The librarian gestured to the dark interior of the jungle where thousands of unborn universes floated among the vines and foliage. Manat sank beneath the windowsill. Her talons dug deep into the glass.
“Who’s going to carry our luggage?” Evan asked.
“You don’t need the luggage,” the librarian quipped. “All you need is the map. The luggage on the platform was ejected by your psyches. It’s the emotional baggage both of you have collected since the catastrophe at the Festival.”
“We never made it to the Festival,” Niyati remarked.
“Forget I said that,” the librarian said. She seemed flustered, as if she’d said something she wasn’t supposed to. “Right, let’s go.” She wheeled around and disappeared behind the leaves.
Evan ran after her. “Hey! What’s the point of the map if you already know where we’re going?”
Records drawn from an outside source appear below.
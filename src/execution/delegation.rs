//! Worker threads for the local strategy
//!
//! A worker runs one job on its own OS thread. It talks to the service
//! through a message channel: nested transformations and value lookups are
//! submitted to the service, which runs them on its runtime and answers on a
//! per-request reply channel. The service lock is held on the worker's
//! behalf while it runs and handed back for the duration of every request,
//! so nested jobs can take it.

use std::sync::Arc;
use std::time::Duration;

use crossbeam_channel::{bounded, Receiver, RecvTimeoutError, Sender};
use tokio::sync::{mpsc, oneshot};
use tracing::{debug, warn};

use super::job::RunnerOutput;
use super::RunOptions;
use crate::checksum::Checksum;
use crate::codec::{Celltype, Value};
use crate::error::{Result, SeamlessError};
use crate::logging::services;
use crate::runner::{Delegate, LanguageRunner, RunContext, RunJob};
use crate::service::{CacheService, Lineage};
use crate::transformation::TransformationDraft;

pub(crate) struct DelegatedJob {
    draft: TransformationDraft,
    options: RunOptions,
    reply: Sender<Result<Checksum>>,
}

pub(crate) enum WorkerMessage {
    ReleaseLock,
    /// Take the lock back; acknowledged once it is held again
    AcquireLock(Sender<()>),
    Submit(DelegatedJob),
    Resolve {
        checksum: Checksum,
        celltype: Celltype,
        reply: Sender<Result<Value>>,
    },
}

/// The worker's end of the channel
struct ParentLink {
    messages: mpsc::UnboundedSender<WorkerMessage>,
    timeout: Duration,
    tf_checksum: Checksum,
}

/// Lock handed to the service; taken back on drop
struct LockReleased<'a> {
    messages: &'a mpsc::UnboundedSender<WorkerMessage>,
}

impl<'a> LockReleased<'a> {
    fn new(messages: &'a mpsc::UnboundedSender<WorkerMessage>) -> Self {
        let _ = messages.send(WorkerMessage::ReleaseLock);
        Self { messages }
    }
}

impl Drop for LockReleased<'_> {
    fn drop(&mut self) {
        let (ack, acquired) = bounded(1);
        if self.messages.send(WorkerMessage::AcquireLock(ack)).is_ok() {
            let _ = acquired.recv();
        }
    }
}

impl ParentLink {
    fn wait<T>(&self, response: Receiver<Result<T>>) -> Result<T> {
        match response.recv_timeout(self.timeout) {
            Ok(result) => result,
            Err(RecvTimeoutError::Timeout) => Err(SeamlessError::DelegationTimeout {
                checksum: self.tf_checksum,
                timeout: self.timeout,
            }),
            Err(RecvTimeoutError::Disconnected) => Err(SeamlessError::Shutdown),
        }
    }
}

impl Delegate for ParentLink {
    fn run_draft(&self, draft: TransformationDraft, fingertip: bool, scratch: bool) -> Result<Checksum> {
        let (reply, response) = bounded(1);
        let _released = LockReleased::new(&self.messages);
        self.messages
            .send(WorkerMessage::Submit(DelegatedJob {
                draft,
                options: RunOptions { fingertip, scratch },
                reply,
            }))
            .map_err(|_| SeamlessError::Shutdown)?;
        self.wait(response)
    }

    fn resolve(&self, checksum: &Checksum, celltype: Celltype) -> Result<Value> {
        let (reply, response) = bounded(1);
        let _released = LockReleased::new(&self.messages);
        self.messages
            .send(WorkerMessage::Resolve {
                checksum: *checksum,
                celltype,
                reply,
            })
            .map_err(|_| SeamlessError::Shutdown)?;
        self.wait(response)
    }
}

/// Run a job on a worker thread and serve its requests until it finishes
pub(crate) async fn run_in_worker(
    service: &CacheService,
    job: RunJob,
    runner: Arc<dyn LanguageRunner>,
    ctx: RunContext,
    lineage: Lineage,
) -> RunnerOutput {
    let lock = Arc::clone(&service.inner.lock);
    let mut permit = match Arc::clone(&lock).acquire_owned().await {
        Ok(permit) => Some(permit),
        Err(_) => {
            return RunnerOutput {
                value: Err(SeamlessError::Shutdown),
                logs: String::new(),
            }
        }
    };

    let tf_checksum = job.tf_checksum;
    let (messages, mut requests) = mpsc::unbounded_channel();
    let (done, mut finished) = oneshot::channel();
    let link = Arc::new(ParentLink {
        messages,
        timeout: service.inner.settings.delegation_timeout,
        tf_checksum,
    });
    let ctx = ctx.with_delegate(link);
    let spawned = std::thread::Builder::new()
        .name(format!("seamless-worker-{}", tf_checksum.short()))
        .spawn(move || {
            let value = runner.run(&job, &ctx);
            let logs = ctx.take_logs();
            let _ = done.send(RunnerOutput { value, logs });
        });
    if let Err(e) = spawned {
        return RunnerOutput {
            value: Err(e.into()),
            logs: String::new(),
        };
    }
    debug!(
        service = services::DELEGATION,
        checksum = %tf_checksum.short(),
        "Worker started"
    );

    loop {
        tokio::select! {
            output = &mut finished => {
                drop(permit);
                return output.unwrap_or_else(|_| RunnerOutput {
                    value: Err(anyhow::anyhow!("worker for {} exited without a result", tf_checksum.short()).into()),
                    logs: String::new(),
                });
            }
            Some(message) = requests.recv() => match message {
                WorkerMessage::ReleaseLock => {
                    permit = None;
                }
                WorkerMessage::AcquireLock(ack) => {
                    match Arc::clone(&lock).acquire_owned().await {
                        Ok(acquired) => permit = Some(acquired),
                        Err(_) => warn!(service = services::DELEGATION, "Service lock closed"),
                    }
                    let _ = ack.send(());
                }
                WorkerMessage::Submit(delegated) => {
                    debug!(
                        service = services::DELEGATION,
                        checksum = %tf_checksum.short(),
                        "Worker submitted a transformation"
                    );
                    let service = service.clone();
                    let lineage = Arc::clone(&lineage);
                    tokio::spawn(async move {
                        let result = service
                            .run_draft_in(delegated.draft, delegated.options, lineage)
                            .await;
                        let _ = delegated.reply.send(result);
                    });
                }
                WorkerMessage::Resolve { checksum, celltype, reply } => {
                    let service = service.clone();
                    tokio::spawn(async move {
                        let value = service
                            .get_value_async(checksum, celltype)
                            .await
                            .map(|value| (*value).clone());
                        let _ = reply.send(value);
                    });
                }
            },
        }
    }
}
“I don’t know where we’re going,” the librarian said, stopping and sitting on a stone. “I’m waiting for you to guide us.”
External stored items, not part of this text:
//! Checksum database: transformation results, semantic-to-syntactic mappings, metadata
//!
//! The HTTP protocol sends a JSON request body with both GET and PUT:
//! `{"type": ..., "checksum": <hex>, ...}`. A GET answered with 404 means
//! the database does not know the entry.

use std::time::Duration;

use anyhow::Context;
use reqwest::{Client, StatusCode};
use serde_json::{json, Value as Json};
use tracing::{debug, info, warn};

use crate::checksum::Checksum;
use crate::codec::json_dumps;
use crate::error::{Result, SeamlessError};
use crate::logging::{operations, services};
use crate::storage::ResultStore;

const PROTOCOL: [&str; 3] = ["seamless", "database", "0.3"];
const CONNECT_TRIALS: usize = 5;

/// HTTP client for a remote checksum database
pub struct DatabaseClient {
    client: Client,
    url: String,
}

impl DatabaseClient {
    /// Connect and verify the protocol handshake
    pub async fn connect(url: &str, timeout: Duration) -> Result<Self> {
        let client = Client::builder()
            .timeout(timeout)
            .build()
            .context("Failed to build HTTP client")?;
        let db = Self {
            client,
            url: url.trim_end_matches('/').to_string(),
        };

        let mut last_error = None;
        for trial in 0..CONNECT_TRIALS {
            match db.send(reqwest::Method::GET, &json!({"type": "protocol"})).await {
                Ok((StatusCode::OK, body)) => {
                    let protocol: Json = serde_json::from_slice(&body).unwrap_or(Json::Null);
                    if protocol != json!(PROTOCOL) {
                        return Err(anyhow::anyhow!(
                            "Incorrect Seamless database protocol at {}: {}",
                            db.url,
                            protocol
                        )
                        .into());
                    }
                    info!(service = services::DATABASE, url = %db.url, "Connected to database");
                    return Ok(db);
                }
                Ok((status, body)) => {
                    return Err(SeamlessError::DatabaseRefused {
                        status: status.as_u16(),
                        text: String::from_utf8_lossy(&body).into_owned(),
                    });
                }
                Err(e) => {
                    debug!(service = services::DATABASE, trial, error = %e, "Database connection attempt failed");
                    last_error = Some(e);
                }
            }
        }
        warn!(service = services::DATABASE, url = %db.url, error = ?last_error, "Cannot connect to database");
        Err(SeamlessError::Connection {
            service: services::DATABASE.to_string(),
        })
    }

    pub fn url(&self) -> &str {
        &self.url
    }

    async fn send(&self, method: reqwest::Method, request: &Json) -> Result<(StatusCode, bytes::Bytes)> {
        let response = self
            .client
            .request(method, &self.url)
            .body(request.to_string())
            .send()
            .await
            .map_err(|_| SeamlessError::Connection {
                service: services::DATABASE.to_string(),
            })?;
        let status = response.status();
        let body = response.bytes().await.context("Failed to read database response")?;
        Ok((status, body))
    }

    /// GET; `None` on 404, error on any other failure status
    async fn get(&self, request: Json) -> Result<Option<bytes::Bytes>> {
        let (status, body) = self.send(reqwest::Method::GET, &request).await?;
        debug!(
            service = services::DATABASE,
            operation = operations::GET,
            kind = request["type"].as_str().unwrap_or(""),
            http_status = status.as_u16(),
            "Database request"
        );
        if status == StatusCode::NOT_FOUND {
            return Ok(None);
        }
        if status.is_client_error() || status.is_server_error() {
            return Err(SeamlessError::DatabaseRefused {
                status: status.as_u16(),
                text: String::from_utf8_lossy(&body).into_owned(),
            });
        }
        Ok(Some(body))
    }

    async fn put(&self, request: Json) -> Result<(u16, String)> {
        let (status, body) = self.send(reqwest::Method::PUT, &request).await?;
        Ok((status.as_u16(), String::from_utf8_lossy(&body).into_owned()))
    }

    async fn put_checked(&self, request: Json) -> Result<()> {
        let (status, text) = self.put(request).await?;
        if status != 200 {
            return Err(SeamlessError::DatabaseRefused { status, text });
        }
        Ok(())
    }

    fn parse_checksum(body: &[u8]) -> Result<Checksum> {
        Checksum::from_hex(String::from_utf8_lossy(body).trim())
    }

    fn parse_checksum_list(body: &[u8]) -> Result<Vec<Checksum>> {
        let hexes: Vec<String> = serde_json::from_slice(body)?;
        hexes.iter().map(|h| Checksum::from_hex(h.trim())).collect()
    }
}

/// Database backend: remote HTTP service or local result store
pub enum Database {
    Remote(DatabaseClient),
    Local(ResultStore),
}

impl Database {
    pub fn is_remote(&self) -> bool {
        matches!(self, Database::Remote(_))
    }

    pub async fn get_transformation_result(&self, tf_checksum: &Checksum) -> Result<Option<Checksum>> {
        match self {
            Database::Local(store) => store.get_transformation_result(tf_checksum),
            Database::Remote(client) => {
                let body = client
                    .get(json!({"type": "transformation", "checksum": tf_checksum}))
                    .await?;
                body.map(|b| DatabaseClient::parse_checksum(&b)).transpose()
            }
        }
    }

    pub async fn set_transformation_result(&self, tf_checksum: &Checksum, result: &Checksum) -> Result<()> {
        match self {
            Database::Local(store) => store.set_transformation_result(tf_checksum, result),
            Database::Remote(client) => {
                client
                    .put_checked(json!({
                        "type": "transformation",
                        "checksum": tf_checksum,
                        "value": result,
                    }))
                    .await
            }
        }
    }

    pub async fn get_sem2syn(
        &self,
        semantic: &Checksum,
        celltype: &str,
        subcelltype: Option<&str>,
    ) -> Result<Option<Vec<Checksum>>> {
        match self {
            Database::Local(store) => store.get_sem2syn(semantic, celltype, subcelltype),
            Database::Remote(client) => {
                let body = client
                    .get(json!({
                        "type": "semantic_to_syntactic",
                        "checksum": semantic,
                        "celltype": celltype,
                        "subcelltype": subcelltype,
                    }))
                    .await?;
                body.map(|b| DatabaseClient::parse_checksum_list(&b)).transpose()
            }
        }
    }

    pub async fn set_sem2syn(
        &self,
        semantic: &Checksum,
        celltype: &str,
        subcelltype: Option<&str>,
        syntactic: &[Checksum],
    ) -> Result<()> {
        match self {
            Database::Local(store) => store.set_sem2syn(semantic, celltype, subcelltype, syntactic),
            Database::Remote(client) => {
                let mut hexes: Vec<String> = syntactic.iter().map(Checksum::to_hex).collect();
                hexes.sort();
                hexes.dedup();
                client
                    .put_checked(json!({
                        "type": "semantic_to_syntactic",
                        "checksum": semantic,
                        "celltype": celltype,
                        "subcelltype": subcelltype,
                        "value": hexes,
                    }))
                    .await
            }
        }
    }

    pub async fn get_metadata(&self, tf_checksum: &Checksum) -> Result<Option<Json>> {
        match self {
            Database::Local(store) => store.get_metadata(tf_checksum),
            Database::Remote(client) => {
                let body = client
                    .get(json!({"type": "metadata", "checksum": tf_checksum}))
                    .await?;
                Ok(match body {
                    Some(b) => Some(serde_json::from_slice(&b)?),
                    None => None,
                })
            }
        }
    }

    pub async fn set_metadata(&self, tf_checksum: &Checksum, metadata: &Json) -> Result<()> {
        match self {
            Database::Local(store) => store.set_metadata(tf_checksum, metadata),
            Database::Remote(client) => {
                client
                    .put_checked(json!({
                        "type": "metadata",
                        "checksum": tf_checksum,
                        "value": json_dumps(metadata) + "\n",
                    }))
                    .await
            }
        }
    }

    /// Contest a stored result; returns the status code and response text
    pub async fn contest(&self, tf_checksum: &Checksum, result: &Checksum) -> Result<(u16, String)> {
        match self {
            Database::Local(store) => store.contest(tf_checksum, result),
            Database::Remote(client) => {
                client
                    .put(json!({
                        "type": "contest",
                        "checksum": tf_checksum,
                        "result": result,
                    }))
                    .await
            }
        }
    }

    /// Transformations known to evaluate to `result`
    pub async fn get_rev_transformations(&self, result: &Checksum) -> Result<Vec<Checksum>> {
        match self {
            Database::Local(store) => store.get_rev_transformations(result),
            Database::Remote(client) => {
                let body = client
                    .get(json!({"type": "rev_transformations", "checksum": result}))
                    .await?;
                match body {
                    Some(b) => DatabaseClient::parse_checksum_list(&b),
                    None => Ok(Vec::new()),
                }
            }
        }
    }

    /// Persist a failure; only the local store keeps exception and log blobs
    pub async fn set_exception(&self, tf_checksum: &Checksum, exception: &str, logs: &str) -> Result<()> {
        if let Database::Local(store) = self {
            store.set_exception(tf_checksum, exception)?;
            if !logs.is_empty() {
                store.set_logs(tf_checksum, logs)?;
            }
        }
        Ok(())
    }

    pub async fn get_exception(&self, tf_checksum: &Checksum) -> Result<Option<String>> {
        match self {
            Database::Local(store) => store.get_exception(tf_checksum),
            Database::Remote(_) => Ok(None),
        }
    }

    pub async fn set_logs(&self, tf_checksum: &Checksum, logs: &str) -> Result<()> {
        match self {
            Database::Local(store) => store.set_logs(tf_checksum, logs),
            Database::Remote(_) => Ok(()),
        }
    }

    pub async fn get_logs(&self, tf_checksum: &Checksum) -> Result<Option<String>> {
        match self {
            Database::Local(store) => store.get_logs(tf_checksum),
            Database::Remote(_) => Ok(None),
        }
    }

    pub async fn clear_exception(&self, tf_checksum: &Checksum) -> Result<()> {
        match self {
            Database::Local(store) => store.clear_exception(tf_checksum),
            Database::Remote(_) => Ok(()),
        }
    }
}

#[cfg(test)]
mod tests {
    use super::*;
    use crate::checksum::calculate_checksum;
    use tempfile::TempDir;

    #[tokio::test]
    async fn test_local_database_operations() {
        let temp_dir = TempDir::new().unwrap();
        let db = Database::Local(ResultStore::open(temp_dir.path()).unwrap());
        assert!(!db.is_remote());

        let tf = calculate_checksum(b"tf");
        let result = calculate_checksum(b"5\n");
        db.set_transformation_result(&tf, &result).await.unwrap();
        assert_eq!(db.get_transformation_result(&tf).await.unwrap(), Some(result));
        assert_eq!(db.get_rev_transformations(&result).await.unwrap(), vec![tf]);

        let (status, _) = db.contest(&tf, &result).await.unwrap();
        assert_eq!(status, 200);
        assert_eq!(db.get_transformation_result(&tf).await.unwrap(), None);
    }

    #[tokio::test]
    async fn test_unreachable_remote_is_connection_error() {
        let err = DatabaseClient::connect("http://127.0.0.1:9", Duration::from_millis(200))
            .await
            .err()
            .unwrap();
        assert!(matches!(err, SeamlessError::Connection { .. }));
    }

    #[test]
    fn test_parse_checksum_list() {
        let a = calculate_checksum(b"a");
        let body = serde_json::to_vec(&vec![format!("{a}\n")]).unwrap();
        assert_eq!(DatabaseClient::parse_checksum_list(&body).unwrap(), vec![a]);
    }
}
“Well, I don’t know where we’re going,” Evan said. “I can’t read this thing.” He held the scroll sideways. Then he shook it up and down like an Etch-A-Sketch, thinking that, since he was in a dream, that might make the words turn into English. But it didn’t work. He groaned. “I wonder why I can’t read Sanskrit anymore. I was fluent in it when I was in the Canadian Colony of Norway.”
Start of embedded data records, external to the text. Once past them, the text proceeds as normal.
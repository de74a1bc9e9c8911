//! Language runners
//!
//! A runner executes the code of one language against deserialized inputs
//! and returns the output value. Runners also own the "canonicalize source"
//! hook that turns code into its semantic form.

pub mod bash;
pub mod bridge;
pub mod native;
pub mod python;

pub use native::{NativeFn, NativeRunner};
pub use python::{canonicalize_python, PythonRunner};

use std::collections::{BTreeMap, HashMap};
use std::sync::atomic::{AtomicBool, Ordering};
use std::sync::{Arc, Mutex};

use serde_json::Value as Json;
use tokio::sync::mpsc::UnboundedSender;

use crate::checksum::{Buffer, Checksum};
use crate::codec::{Celltype, Value};
use crate::error::{Result, SeamlessError};
use crate::transformation::{OutputPin, TransformationDraft};

/// One resolved input of a job
#[derive(Debug, Clone)]
pub struct RunInput {
    pub celltype: Celltype,
    pub subcelltype: Option<String>,
    /// Syntactic checksum of `buffer`
    pub checksum: Checksum,
    pub buffer: Buffer,
    pub value: Arc<Value>,
}

/// Everything a runner needs to execute a transformation
#[derive(Debug, Clone)]
pub struct RunJob {
    pub tf_checksum: Checksum,
    pub language: String,
    /// Source code, as its syntactic text
    pub code: String,
    /// Inputs by the name the code sees them under
    pub inputs: BTreeMap<String, RunInput>,
    pub output: OutputPin,
    pub env: Option<Json>,
    pub meta: Option<Json>,
}

impl RunJob {
    pub fn input(&self, name: &str) -> Result<&Value> {
        self.inputs
            .get(name)
            .map(|input| input.value.as_ref())
            .ok_or_else(|| SeamlessError::InvalidTransformation(format!("missing input '{name}'")))
    }

    pub fn json(&self, name: &str) -> Result<Json> {
        Ok(self.input(name)?.to_json())
    }

    pub fn i64(&self, name: &str) -> Result<i64> {
        self.json(name)?
            .as_i64()
            .ok_or_else(|| SeamlessError::codec("int", format!("input '{name}' is not an integer")))
    }

    pub fn f64(&self, name: &str) -> Result<f64> {
        self.json(name)?
            .as_f64()
            .ok_or_else(|| SeamlessError::codec("float", format!("input '{name}' is not a number")))
    }

    pub fn text(&self, name: &str) -> Result<String> {
        match self.input(name)? {
            Value::Bytes(bytes) => String::from_utf8(bytes.to_vec())
                .map_err(|e| SeamlessError::codec("text", format!("input '{name}': {e}"))),
            value => value
                .as_text()
                .map(str::to_string)
                .ok_or_else(|| SeamlessError::codec("text", format!("input '{name}' is not text"))),
        }
    }

    /// Input names as the code sees them, sorted
    pub fn input_names(&self) -> Vec<String> {
        self.inputs.keys().cloned().collect()
    }
}

/// Notification from a running job to the engine
#[derive(Debug, Clone)]
pub enum JobEvent {
    Progress(f64),
    Preliminary(Value),
}

/// Runs nested transformations on behalf of running code
pub trait Delegate: Send + Sync {
    /// Run a transformation to completion and return its result checksum
    fn run_draft(&self, draft: TransformationDraft, fingertip: bool, scratch: bool) -> Result<Checksum>;

    /// Fetch (or reconstruct) a buffer and deserialize it
    fn resolve(&self, checksum: &Checksum, celltype: Celltype) -> Result<Value>;
}

/// Handle passed to running code
pub struct RunContext {
    tf_checksum: Checksum,
    events: Option<UnboundedSender<JobEvent>>,
    cancelled: Arc<AtomicBool>,
    logs: Mutex<String>,
    delegate: Option<Arc<dyn Delegate>>,
}

impl RunContext {
    pub fn new(tf_checksum: Checksum, cancelled: Arc<AtomicBool>) -> Self {
        Self {
            tf_checksum,
            events: None,
            cancelled,
            logs: Mutex::new(String::new()),
            delegate: None,
        }
    }

    pub fn with_events(mut self, events: UnboundedSender<JobEvent>) -> Self {
        self.events = Some(events);
        self
    }

    pub fn with_delegate(mut self, delegate: Arc<dyn Delegate>) -> Self {
        self.delegate = Some(delegate);
        self
    }

    pub fn tf_checksum(&self) -> &Checksum {
        &self.tf_checksum
    }

    /// Report progress, as a percentage
    pub fn set_progress(&self, progress: f64) {
        if let Some(events) = &self.events {
            let _ = events.send(JobEvent::Progress(progress));
        }
    }

    /// Report a preliminary result; it is cached but never stored in the database
    pub fn set_preliminary(&self, value: Value) {
        if let Some(events) = &self.events {
            let _ = events.send(JobEvent::Preliminary(value));
        }
    }

    /// Set by a hard cancel; long-running code should poll it
    pub fn is_cancelled(&self) -> bool {
        self.cancelled.load(Ordering::SeqCst)
    }

    pub fn log(&self, text: &str) {
        let mut logs = self.logs.lock().unwrap_or_else(|e| e.into_inner());
        logs.push_str(text);
        if !text.ends_with('\n') {
            logs.push('\n');
        }
    }

    pub fn take_logs(&self) -> String {
        std::mem::take(&mut *self.logs.lock().unwrap_or_else(|e| e.into_inner()))
    }

    /// Run another transformation from inside this one
    pub fn run_transformation(&self, draft: TransformationDraft) -> Result<Checksum> {
        self.delegate()?.run_draft(draft, false, false)
    }

    pub fn resolve(&self, checksum: &Checksum, celltype: Celltype) -> Result<Value> {
        self.delegate()?.resolve(checksum, celltype)
    }

    fn delegate(&self) -> Result<&Arc<dyn Delegate>> {
        self.delegate.as_ref().ok_or_else(|| {
            SeamlessError::Other(anyhow::anyhow!("nested transformations are not available here"))
        })
    }
}

/// Executes code of one language
pub trait LanguageRunner: Send + Sync {
    fn language(&self) -> &'static str;

    /// Semantic form of a source text; the identity unless the language defines one
    fn canonicalize(&self, source: &str) -> Result<String> {
        Ok(source.to_string())
    }

    fn run(&self, job: &RunJob, ctx: &RunContext) -> Result<Value>;
}

/// Runners by language name
#[derive(Clone)]
pub struct RunnerRegistry {
    runners: HashMap<String, Arc<dyn LanguageRunner>>,
    native: Arc<NativeRunner>,
}

impl Default for RunnerRegistry {
    fn default() -> Self {
        let native = Arc::new(NativeRunner::new());
        bridge::register_executors(&native);
        let mut registry = Self {
            runners: HashMap::new(),
            native: Arc::clone(&native),
        };
        registry.register(native);
        registry.register(Arc::new(PythonRunner::default()));
        registry
    }
}

impl RunnerRegistry {
    pub fn register(&mut self, runner: Arc<dyn LanguageRunner>) {
        self.runners.insert(runner.language().to_string(), runner);
    }

    pub fn get(&self, language: &str) -> Result<Arc<dyn LanguageRunner>> {
        self.runners
            .get(language)
            .cloned()
            .ok_or_else(|| SeamlessError::UnknownLanguage(language.to_string()))
    }

    pub fn native(&self) -> &Arc<NativeRunner> {
        &self.native
    }

    pub fn languages(&self) -> Vec<String> {
        let mut languages: Vec<String> = self.runners.keys().cloned().collect();
        languages.sort();
        languages
    }

    /// Canonical form of code of the given celltype, or `None` when its bytes are already semantic
    pub fn canonicalize(&self, celltype: Celltype, source: &str) -> Result<Option<String>> {
        match celltype {
            Celltype::Python => Ok(Some(self.get("python")?.canonicalize(source)?)),
            Celltype::Cson | Celltype::Yaml => Err(SeamlessError::codec(
                celltype.as_str(),
                "semantic conversion is not supported",
            )),
            _ => Ok(None),
        }
    }
}

#[cfg(test)]
mod tests {
    use super::*;
    use crate::checksum::calculate_checksum;

    #[test]
    fn test_default_registry() {
        let registry = RunnerRegistry::default();
        assert_eq!(registry.languages(), vec!["native".to_string(), "python".to_string()]);
        assert!(matches!(
            registry.get("fortran"),
            Err(SeamlessError::UnknownLanguage(_))
        ));
        assert!(registry.native().contains(bridge::BASH_EXECUTOR));
    }

    #[test]
    fn test_canonicalize_by_celltype() {
        let registry = RunnerRegistry::default();
        assert_eq!(registry.canonicalize(Celltype::Text, "x").unwrap(), None);
        assert!(registry
            .canonicalize(Celltype::Python, "a = 1\n")
            .unwrap()
            .is_some());
        assert!(registry.canonicalize(Celltype::Yaml, "a: 1").is_err());
    }

    #[test]
    fn test_context_logs_and_events() {
        let (tx, mut rx) = tokio::sync::mpsc::unbounded_channel();
        let ctx = RunContext::new(calculate_checksum(b"tf"), Arc::new(AtomicBool::new(false)))
            .with_events(tx);
        ctx.log("one");
        ctx.log("two\n");
        ctx.set_progress(50.0);
        assert_eq!(ctx.take_logs(), "one\ntwo\n");
        assert!(matches!(rx.try_recv(), Ok(JobEvent::Progress(p)) if p == 50.0));
        assert!(!ctx.is_cancelled());
        assert!(ctx.run_transformation(TransformationDraft::new(
            "native",
            OutputPin::new("result", Celltype::Int)
        ))
        .is_err());
    }
}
“It’s because you no longer have the glasses that so annoyed you,” the librarian noted.
“Maybe I can help,” Niyati said, catching up to them. “I don’t know Sanskrit per se, but I’m fluent in Hindi.”
Evan handed her the scroll. Niyati exhaled and translated the writing under an image that looked like a tree: “Hmm. . . I think it says: Follow the route to the magic mirror in the banyan tree. . . Then enter into—or maybe ‘under’?—the mirror’s reflection.”
Evan nodded. “Yeah, that’s pretty straight forward. We’ve been jumping into magic mirrors ever since this dream began.”
The inert singularities drew close around them, forming a protective cloud as the party advanced over the uncertain ground.
“I’ve been thinking about something,” Evan said, mostly to break the silence which was starting to grate on his nerves. “Are the magic mirrors in this dream portals into unborn universes?”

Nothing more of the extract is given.